Exercise goal: Your task is to copy each line of the material that holds the word "super".

====== Input data ======

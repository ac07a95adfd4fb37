//! One import run: header check, optional reset, row loop, single commit.

use super::error::ImportError;
use super::recorder::EventRecorder;
use super::report::ImportReport;
use super::resolver::resolve_row;
use super::row::{ListenCsvReader, RowOutcome};
use crate::listen_store::SqliteListenStore;
use crate::window::STUDY_WINDOW;
use chrono_tz::Tz;
use rand::Rng;
use std::io::Read;
use std::path::PathBuf;
use tracing::{debug, info, warn};

/// External id of the user every imported event belongs to.
pub const DEMO_USER_ID: &str = "demo_user";
pub const LISTEN_EVENT_TYPE: &str = "listen";

const PROGRESS_LOG_INTERVAL: u64 = 10_000;

#[derive(Clone, Debug)]
pub struct ImportOptions {
    pub csv_path: PathBuf,
    /// Maximum number of rows to read; `None` or `Some(0)` reads everything.
    pub limit: Option<usize>,
    /// Delete all stored data before importing.
    pub reset: bool,
    pub time_zone: Tz,
}

impl ImportOptions {
    pub fn new(csv_path: impl Into<PathBuf>) -> Self {
        ImportOptions {
            csv_path: csv_path.into(),
            limit: None,
            reset: false,
            time_zone: Tz::UTC,
        }
    }

    fn row_limit(&self) -> Option<usize> {
        self.limit.filter(|n| *n > 0)
    }
}

/// Import the CSV at `options.csv_path`.
///
/// The header is checked before any write. Everything else, reset included,
/// happens in a single transaction that is only committed when every row
/// went through.
pub fn run_import<R: Rng>(
    store: &mut SqliteListenStore,
    options: &ImportOptions,
    rng: &mut R,
) -> Result<ImportReport, ImportError> {
    info!("Importing listening data from {:?}", options.csv_path);
    let mut reader = ListenCsvReader::from_path(&options.csv_path)?;
    import_rows(store, &mut reader, options, rng)
}

/// Same as [`run_import`] for an already opened reader; `options.csv_path` is ignored.
pub fn import_rows<S: Read, R: Rng>(
    store: &mut SqliteListenStore,
    reader: &mut ListenCsvReader<S>,
    options: &ImportOptions,
    rng: &mut R,
) -> Result<ImportReport, ImportError> {
    let window = STUDY_WINDOW;
    let mut report = ImportReport::new(window);

    let session = store.begin_import()?;

    if options.reset {
        let deleted = session.reset()?;
        warn!(
            "Reset: deleted {} events, {} tracks, {} albums, {} artists, {} users, {} event types",
            deleted.events,
            deleted.tracks,
            deleted.albums,
            deleted.artists,
            deleted.users,
            deleted.event_types
        );
        report.record_reset(deleted);
    }

    let (user, _) = session.get_or_create_user(DEMO_USER_ID)?;
    let (event_type, _) = session.get_or_create_event_type(LISTEN_EVENT_TYPE)?;
    let mut recorder = EventRecorder::new(user, event_type, options.time_zone, rng);

    for row in reader.rows(options.row_limit()) {
        let row = row?;
        report.record_processed();

        match row.classify(&window) {
            RowOutcome::SkippedEmpty => {
                debug!("Row {}: empty required field", report.processed);
                report.record_skipped_empty();
            }
            RowOutcome::SkippedYear => {
                debug!("Row {}: release year outside {}", report.processed, window);
                report.record_skipped_year();
            }
            RowOutcome::Valid(valid) => {
                let resolution = resolve_row(&session, &valid)?;
                report.record_resolution(&resolution);
                recorder.record(&session, &resolution.track, &valid)?;
                report.record_event();
            }
        }

        if report.processed % PROGRESS_LOG_INTERVAL == 0 {
            info!(
                "Processed {} rows, {} events so far",
                report.processed, report.created.events
            );
        }
    }

    session.commit()?;
    report.log_summary();
    Ok(report)
}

======

Your response:
use super::error::ImportError;
use super::recorder::EventRecorder;
use super::report::ImportReport;
use super::resolver::resolve_row;
use super::row::{ListenCsvReader, RowOutcome};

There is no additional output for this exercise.